Выбрать главу

У цензуры, как известно, нет замечаний, у цензуры есть требования. С другой стороны, у автора нет воли к сотрудничеству, у автора есть увертки. Еще, конечно, можно упражняться в остроумии. Если человек упрямый, ему это долго не надоедает. Лабрюйер или Массильон шутят еще добродушно (“Наши мелкие изъяны мы охотно передоверяем цензуре”), Б. Констан уже огрызается (“Цензура — это клевета, монополизированная низостью в угоду власти”). Между ними поместились Руссо (“цензура полезна, и только достойный может ее стерпеть”), Великая французская революция (в 1792 году определена смертная казнь “всякому, кто будет уличен в составлении и печатании сочинений, посягающих на народное самодержавие”) и тысяча других огорчений.

А у нас? А у нас сосед соседа бил вчера велосипедом. Да, простите. И у нас шутят. Денис Давыдов, например, называет цензуру “таможней просвещения”, Катенин бранит ее за “бестолковую трусость”, а Пушкин в 1822 году вовсе не почтителен (еще не знает, что будет говорить с Николаем Павловичем языком сердца) и рекомендует А. Бестужеву: “…старушку можно и должно обмануть, ибо она очень глупа”. В следующем году веселья у него поубавилось, и Вяземскому он пишет вот что:

“Благодарю за щелчок цензуре, но она и не этого стоит: стыдно, что благороднейший класс народа, класс мыслящий как бы то ни было, подвержен самовольной расправе трусливого дурака.

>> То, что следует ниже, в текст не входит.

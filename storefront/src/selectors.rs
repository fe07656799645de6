//! Derived views over the state tree.

use crate::config::StorefrontConfig;
use crate::state::StorefrontState;
use crate::types::{Product, ProductId};
use serde::Serialize;

/// Totals shown with the cart
#[derive(Clone, Copy, Debug, PartialEq, Serialize)]
pub struct CartSummary {
    /// Sum of quantities
    pub item_count: u64,
    /// Sum of price times quantity
    pub subtotal: f64,
    /// Shipping fee, zero above the free shipping threshold
    pub shipping: f64,
    /// Subtotal plus shipping
    pub total: f64,
}

/// Totals for the cart list; saved lines are not counted
#[must_use]
pub fn cart_summary(state: &StorefrontState, config: &StorefrontConfig) -> CartSummary {
    let subtotal: f64 = state.cart.items.iter().map(|line| line.line_total()).sum();
    let shipping = if subtotal > config.free_shipping_threshold {
        0.0
    } else {
        config.shipping_fee
    };

    CartSummary {
        item_count: state.cart.item_count(),
        subtotal,
        shipping,
        total: subtotal + shipping,
    }
}

/// Whole-percent discount against the original price, 0 without one
#[must_use]
// the guard bounds the percentage to 0..=100
#[allow(clippy::cast_possible_truncation, clippy::cast_sign_loss)]
pub fn discount_percent(product: &Product) -> u32 {
    match product.original_price {
        Some(original) if original > 0.0 && original > product.price => {
            ((original - product.price) / original * 100.0).round() as u32
        },
        _ => 0,
    }
}

/// Recently viewed products still in the catalog, newest first, at most
/// `config.recent_display_limit`
#[must_use]
pub fn recent_products<'a>(state: &'a StorefrontState, config: &StorefrontConfig) -> Vec<&'a Product> {
    state
        .user
        .recently_viewed_ids()
        .filter_map(|id| state.catalog.get(id))
        .take(config.recent_display_limit)
        .collect()
}

/// Whether `id` has a cart line
#[must_use]
pub fn is_in_cart(state: &StorefrontState, id: &ProductId) -> bool {
    state.cart.line(id).is_some()
}

/// Whether `id` is saved for later
#[must_use]
pub fn is_saved_for_later(state: &StorefrontState, id: &ProductId) -> bool {
    state.cart.saved_line(id).is_some()
}

/// Whether `id` is on the wishlist
#[must_use]
pub fn is_wishlisted(state: &StorefrontState, id: &ProductId) -> bool {
    state.wishlist.contains(id)
}
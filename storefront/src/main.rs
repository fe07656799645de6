//! Storefront demo binary
//!
//! Walks a shopper through the seeded catalog: browsing, filtering,
//! reserving stock, saving for later and wishlisting. Analytics records and
//! store activity go to the log; the final state and the Prometheus metrics
//! are printed.
//!
//! ```bash
//! RUST_LOG=storefront=info,storefront_runtime=debug cargo run -p storefront
//! ```

use std::cell::Cell;
use std::rc::Rc;
use std::sync::Arc;
use storefront::query::visible_products_in;
use storefront::selectors::{cart_summary, discount_percent, recent_products};
use storefront::types::{Category, FilterUpdate, SortBy, ViewMode};
use storefront::{
    AnalyticsMiddleware, StorefrontAction, StorefrontConfig, StorefrontEnvironment, StorefrontReducer,
    StorefrontState, StorefrontStore,
};
use storefront_core::environment::{Clock, SystemClock};
use storefront_runtime::metrics::MetricsRecorder;
use storefront_runtime::LoggingMiddleware;
use tracing_subscriber::{layer::SubscriberExt, util::SubscriberInitExt};

fn main() -> anyhow::Result<()> {
    tracing_subscriber::registry()
        .with(
            tracing_subscriber::EnvFilter::try_from_default_env()
                .unwrap_or_else(|_| "storefront=info,storefront_runtime=debug".into()),
        )
        .with(tracing_subscriber::fmt::layer())
        .init();

    let config = StorefrontConfig::from_env()?;
    let mut recorder = MetricsRecorder::new();
    recorder.install()?;

    println!("=== Storefront ===\n");

    let clock: Arc<dyn Clock> = Arc::new(SystemClock);
    let analytics = AnalyticsMiddleware::new(&config, clock.clone());
    let state = StorefrontState::new(clock.now(), storefront::catalog::seed_products(), &config);
    let env = StorefrontEnvironment::new(clock, config);

    let mut store: StorefrontStore = StorefrontStore::new(state, StorefrontReducer::new(), env)
        .with_middleware(LoggingMiddleware)
        .with_middleware(analytics);

    let transitions = Rc::new(Cell::new(0usize));
    let counter = transitions.clone();
    let subscription = store.subscribe(move |_state| counter.set(counter.get() + 1));

    println!(">>> Browsing");
    store.dispatch(StorefrontAction::set_loading("products", true));
    store.dispatch(StorefrontAction::set_loading("products", false));
    store.dispatch(StorefrontAction::add_recently_viewed("1"));
    store.dispatch(StorefrontAction::add_recently_viewed("3"));
    store.dispatch(StorefrontAction::add_recently_viewed("1"));
    store.dispatch(StorefrontAction::SetViewMode { mode: ViewMode::List });
    print_catalog(&store);

    println!("\n>>> Electronics rated 4 and up, cheapest first");
    store.dispatch(StorefrontAction::update_filters(
        FilterUpdate::new()
            .categories([Category::Electronics])
            .min_rating(4.0),
    ));
    store.dispatch(StorefrontAction::SetSortBy {
        sort_by: Some(SortBy::PriceAsc),
    });
    print_catalog(&store);

    store.dispatch(StorefrontAction::ResetFilters);

    println!("\n>>> Reserving stock");
    store.dispatch(StorefrontAction::reserve_item("1", 1));
    store.dispatch(StorefrontAction::reserve_item("3", 2));
    store.dispatch(StorefrontAction::reserve_item("4", 5));
    if let Some(reason) = &store.state().last_rejection {
        println!("Rejected: {reason}");
    }
    store.dispatch(StorefrontAction::adjust_reservation("3", 3));

    println!("\n>>> Saving the headphones for later, wishlisting the jacket");
    store.dispatch(StorefrontAction::save_for_later("1"));
    if let Some(jacket) = store.state().catalog.get(&"5".into()).cloned() {
        store.dispatch(StorefrontAction::toggle_wishlist(jacket));
    }

    let state = store.state();
    let config = &store.environment().config;
    let summary = cart_summary(state, config);

    println!("\n--- Cart ---");
    for line in &state.cart.items {
        println!("{:>3} x {:<32} {:>9.2}", line.quantity, line.product.name, line.line_total());
    }
    for line in &state.cart.saved_for_later {
        println!("saved {:<34}", line.product.name);
    }
    println!(
        "items {}  subtotal {:.2}  shipping {:.2}  total {:.2}",
        summary.item_count, summary.subtotal, summary.shipping, summary.total
    );

    println!("\n--- Wishlist ---");
    for entry in &state.wishlist.items {
        println!("{} ({})", entry.product.name, entry.priority);
    }

    println!("\n--- Recently viewed ---");
    for product in recent_products(state, config) {
        println!("{}", product.name);
    }

    println!("\nTransitions observed by the subscriber: {}", transitions.get());
    subscription.unsubscribe();

    if let Some(rendered) = recorder.render() {
        println!("\n--- Metrics ---\n{rendered}");
    }

    Ok(())
}

fn print_catalog(store: &StorefrontStore) {
    for product in visible_products_in(store.state()) {
        let discount = discount_percent(product);
        let badge = if discount > 0 {
            format!(" -{discount}%")
        } else {
            String::new()
        };
        println!(
            "{:<32} {:>9.2}{badge}  stock {:>2}  rating {:.1}",
            product.name, product.price, product.stock, product.rating
        );
    }
}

Мы смеемся, а кажется ‹…› пора дать вес своему мнению и заставить правительство уважать нашим голосом ‹…› Презрение к русским писателям нестерпимо”.

Однако терпят все и еще как будут терпеть в дальнейшем. Верно, помнят Радищева; скоро придется помнить и о декабристах, и о Чаадаеве. (“Общая жалоба с нашей стороны может навлечь на нас ужасные подозрения и причинить большие беспокойства… Соединиться тайно — но явно действовать в одиночку, кажется, вернее” — тот же Пушкин, тому же Вяземскому, в том же 1823-м. Литераторы в роли террористов). Говорун, писака, человек дерзкий довольствуется смехом и пересудами, грозным (но шепотом) воплем delenda est censura — да вот еще потешить дерзости бранчивую свербеж, написать пару посланий к цензору и пустить их гулять в списках — и дать вес своему мнению решительно не получается. Почему? Почему… может быть, мнение такое, а? И такие русские писатели. Вяземский вот цинично, резонно валит все на несознательность публики. Знаете эту историю, как Пушкин придумал себе смерть от аневризма? Знаем не знаем, вы ведь все равно расскажете. Валяйте, только побыстрей.

1825 год, Пушкин уже в Михайловском, с жизнью еще не примирился — но бунтовать не хочет, а очень хочет за границу. В голове “Годунов”, в ноге, по счастью, аневризм, и есть повод проситься на чужбину к опытным хирургам — и пусть Жуковский похлопочет: я уже два года ничего против правительства не писал — душно мне.

На что выходит царская милость: разрешение лечить аневризм во Пскове. “И вдруг последняя моя надежда разрушена проклятым дозволением ехать лечиться в ссылку!” В руки коновалов, спасибо! И пусть лучше здесь умру — а вам, друзья, легко упрекать меня в неблагодарности (потому что друзья, Жуковский и Вяземский, действительно зудят, брюзжат и лицемерно удивляются) — а были бы на моем месте, наверное, и не так взбеленились.

Вот в каких укрепляющих душу обстоятельствах Вяземский в кои-то веки не поленился написать другу длинную-предлинную рацею. В отличие от Жуковского, он человечен, все понимает — и исключает всякую возможность для литератора противостоять власти. И не потому, что власть такая-сякая.

“Ты можешь быть силен у нас одною своею славою, тем, что тебя читают с удовольствием, с жадностию, но несчастие у нас не имеет силы ни на грош. ‹…› Поверь, что о тебе помнят по твоим поэмам, но об опале твоей в год и двух раз не поговорят, разумеется, кроме друзей твоих, но ты им не ею дорог. ‹…› Нет сомнения, что опала не способствует у нас известности; она является лишь расплатою за успехи ‹…› благородное несчастие не имеет еще кружка своего в месяцеслове народа ребяческого, немного или много дикого и воспитанного в одних гостиных и прихожих. ‹…› Пушкин по характеру своему, Пушкин как блестящий пример превратностей различных ничтожен в русском народе: за выкуп его никто не даст алтына, хотя по шести рублей и платится каждая его стихотворческая отрыжка. ‹…› Ты служишь чему-то, чего у нас нет”.